Tuesday, June 8, 2010

ho hum

Well, looks like I've slacked a bit. Sorry for the lack of posting. And no, I don't even have a good reason!
So over the last month... not much has changed. I had my first Mothers Day. I spent it painting the house. Clint and Sadie got me gorgeous flowers, a food processor (to make Sadie's baby food), and a seal and save system or something like that. It's one of those that sucks all the air out and is suppose to keep a steak 'fresh' for something crazy like 5 years. We won't be testing that. It was a good day all in all.

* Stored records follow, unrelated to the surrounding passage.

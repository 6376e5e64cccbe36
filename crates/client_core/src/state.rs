//! The shop's view state and the values derived from it.
//!
//! State is a plain struct. Everything a view needs beyond the raw fields is a
//! method recomputed on demand; nothing is cached.

use std::{cmp::Ordering, fmt, str::FromStr};

use shared::domain::{Customer, Lesson, LessonId, PaymentDetails};

use crate::validation;

#[derive(Debug, Clone, Copy, PartialEq, Eq, Default)]
pub enum SortKey {
    #[default]
    Topic,
    Location,
    Price,
    Space,
}

impl SortKey {
    pub const ALL: [SortKey; 4] = [Self::Topic, Self::Location, Self::Price, Self::Space];

    pub fn as_str(self) -> &'static str {
        match self {
            Self::Topic => "topic",
            Self::Location => "location",
            Self::Price => "price",
            Self::Space => "space",
        }
    }

    fn compare(self, a: &Lesson, b: &Lesson) -> Ordering {
        match self {
            Self::Topic => a.topic.cmp(&b.topic),
            Self::Location => a.location.cmp(&b.location),
            Self::Price => a.price.partial_cmp(&b.price).unwrap_or(Ordering::Equal),
            Self::Space => a.space.cmp(&b.space),
        }
    }
}

impl FromStr for SortKey {
    type Err = String;

    fn from_str(s: &str) -> Result<Self, Self::Err> {
        Self::ALL
            .into_iter()
            .find(|key| key.as_str().eq_ignore_ascii_case(s.trim()))
            .ok_or_else(|| format!("unknown sort key '{s}'"))
    }
}

impl fmt::Display for SortKey {
    fn fmt(&self, f: &mut fmt::Formatter<'_>) -> fmt::Result {
        f.write_str(self.as_str())
    }
}

#[derive(Debug, Clone, Copy, PartialEq, Eq, Default)]
pub enum SortDirection {
    #[default]
    Ascending,
    Descending,
}

impl FromStr for SortDirection {
    type Err = String;

    fn from_str(s: &str) -> Result<Self, Self::Err> {
        match s.trim().to_ascii_lowercase().as_str() {
            "asc" | "ascending" => Ok(Self::Ascending),
            "desc" | "descending" => Ok(Self::Descending),
            other => Err(format!("unknown sort direction '{other}'")),
        }
    }
}

/// Where the checkout state machine currently is.
///
/// `Succeeded` and `Failed` are resting states: they only record how the last
/// attempt ended and accept a new checkout just like `Idle`.
#[derive(Debug, Clone, Copy, PartialEq, Eq, Default)]
pub enum CheckoutPhase {
    #[default]
    Idle,
    Submitting,
    Succeeded,
    Failed,
}

impl CheckoutPhase {
    pub fn is_submitting(self) -> bool {
        self == Self::Submitting
    }
}

#[derive(Debug, Clone, Default)]
pub struct ShopState {
    pub lessons: Vec<Lesson>,
    pub sort_key: SortKey,
    pub sort_direction: SortDirection,
    pub show_cart: bool,
    /// Lesson snapshots taken when each unit was added. Duplicates are
    /// separate units.
    pub cart: Vec<Lesson>,
    pub customer: Customer,
    pub payment: PaymentDetails,
    pub payment_required: bool,
    pub confirmation: String,
    pub checkout_phase: CheckoutPhase,
}

impl ShopState {
    pub fn new(payment_required: bool) -> Self {
        Self {
            payment_required,
            ..Self::default()
        }
    }

    pub fn lesson(&self, id: &LessonId) -> Option<&Lesson> {
        self.lessons.iter().find(|lesson| &lesson.id == id)
    }

    pub(crate) fn lesson_mut(&mut self, id: &LessonId) -> Option<&mut Lesson> {
        self.lessons.iter_mut().find(|lesson| &lesson.id == id)
    }

    /// Units of `id` currently in the cart.
    pub fn held(&self, id: &LessonId) -> u32 {
        self.cart.iter().filter(|lesson| &lesson.id == id).count() as u32
    }

    /// Installs a freshly fetched lesson list. Seats held by the cart are taken
    /// off the server's counts so the store keeps matching the cart.
    pub fn replace_lessons(&mut self, mut lessons: Vec<Lesson>) {
        for lesson in &mut lessons {
            lesson.space = lesson.space.saturating_sub(self.held(&lesson.id));
        }
        self.lessons = lessons;
    }

    /// The lesson list ordered by the current sort settings. Ties keep store
    /// order.
    pub fn sorted_lessons(&self) -> Vec<&Lesson> {
        let mut sorted: Vec<&Lesson> = self.lessons.iter().collect();
        let key = self.sort_key;
        match self.sort_direction {
            SortDirection::Ascending => sorted.sort_by(|a, b| key.compare(a, b)),
            SortDirection::Descending => sorted.sort_by(|a, b| key.compare(b, a)),
        }
        sorted
    }

    pub fn cart_count(&self) -> usize {
        self.cart.len()
    }

    pub fn cart_total(&self) -> f64 {
        self.cart.iter().map(|lesson| lesson.price).sum()
    }

    /// Whether the store copy of `id` still has room.
    pub fn can_add(&self, id: &LessonId) -> bool {
        self.lesson(id).is_some_and(Lesson::is_available)
    }

    pub fn valid_name(&self) -> bool {
        validation::valid_name(&self.customer.name)
    }

    pub fn valid_phone(&self) -> bool {
        validation::valid_phone(&self.customer.phone)
    }

    pub fn valid_payment(&self) -> bool {
        !self.payment_required || validation::payment_is_valid(&self.payment)
    }

    pub fn can_checkout(&self) -> bool {
        !self.cart.is_empty() && self.valid_name() && self.valid_phone() && self.valid_payment()
    }

    pub fn set_sort(&mut self, key: SortKey, direction: SortDirection) {
        self.sort_key = key;
        self.sort_direction = direction;
    }

    /// Flips between the lesson list and the cart. The cart cannot be opened
    /// while it is empty.
    pub fn toggle_cart(&mut self) {
        self.show_cart = !self.show_cart && !self.cart.is_empty();
    }

    pub(crate) fn clear_after_order(&mut self) {
        self.cart.clear();
        self.show_cart = false;
        self.customer = Customer::default();
        self.payment = PaymentDetails::default();
    }
}

#[cfg(test)]
#[path = "tests/state_tests.rs"]
mod tests;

I had kind of a low point a couple weeks ago. Just bummed about being here and not in Des Moines. I still haven't really met any friends, I am not a big fan of my new job, and I feel horrible when I have to wake my sleeping baby up in the morning to drop her off for 13 hours for someone else to take care of. My wonderful husband called my parents and had them come down for the weekend to cheer me up. It helped! They hadn't both been here since she was born and that was just a day trip to the hospital and the last couple times we had been in Des Moines I had spent hardly any time with them. I keep trying to keep my chin up but most days I just decide if I can make it through today that's a good day. Sadie and Clint keep my spirits up. There is nothing better then the love of your husband and child.
Clint's territory has been expanded. He is now in charge of all of Western Missouri. It's good experience for him but it means he is gone more and even busier when he is at home. I long for the day he doesn't have to answer his phone at dinner and can spend the evening just hanging out instead of in the basement working. I keep telling myself it will be worth it. He enjoys his job so that makes it worth it.
So my job. Yep, stinks. I was kind of told I was going to a cardiac floor and I kind of am on a medical floor with telemetry (heart monitoring). We occasionally have cardiac patients but most of the patients I see are old news to me. Definitely not the learning experience I was hoping for. So this means I am counting down the days until I can leave. I have already been applying to Labor & Delivery and Postpartum as the have day shifts open. The chance of transferring to another area is slim to none as we are supposed to be in our current position for 6 months before we can switch. My manager is very unorganized and has made it quite apparent that my being there doesn't matter. She doesn't return emails. I am not set up for access to things I should be. The one time I attempted to discuss my frustrations of my orientation with her she was defensive and made excuses for most everything I had to say. Bottom line. I'm not happy and I will be leaving when I find something else.
The dogs are doing good. They are much happier here then they were in Des Moines but are obviously feeling neglected now that Sadie is here. They are no longer allowed on the furniture and they don't sleep in bed anymore which I think is hard for them. They mind very well though and rarely attempt to get up on anything. They seem to handle having a baby around pretty good. Geordie is much more interested then Payton but Payton is warming up to her.
Sadie is awesome. We had her 4 month appointment today. She is 13lbs 7oz! She had a huge growth spurt in the last 2 weeks. Putting her back on track with other kiddos her age! We had round 2 of shots which went okay. I took her by my self and was so worried but she calmed down pretty quick and I sat in the waiting room and gave her a bottle a rocked her to sleep before we left. She is rolling both ways now and is scooting toward toys. She chews on everything and is a drool machine! We started cereal last week. She still has quite the tongue thrust but gets about 50% of it down. She is sitting with assistance from her boppy pillow and loves her exersaucer! She gets so excited when she gets it to sing to her! We finally put away the rest of the newborn clothes about 2 weeks ago! Oh and I stopped pumping. It became too much of a hassle and was so time consuming. I stopped pumping a couple weeks ago. It became too much of a hassle and was so time consuming. Now I have more time to spend with her. I pumped enough for her to have a bottle a day for a month so that's a bonus. I just love watching her grow and develop. She is definitely the bright spot in my life! I am so thankful for her!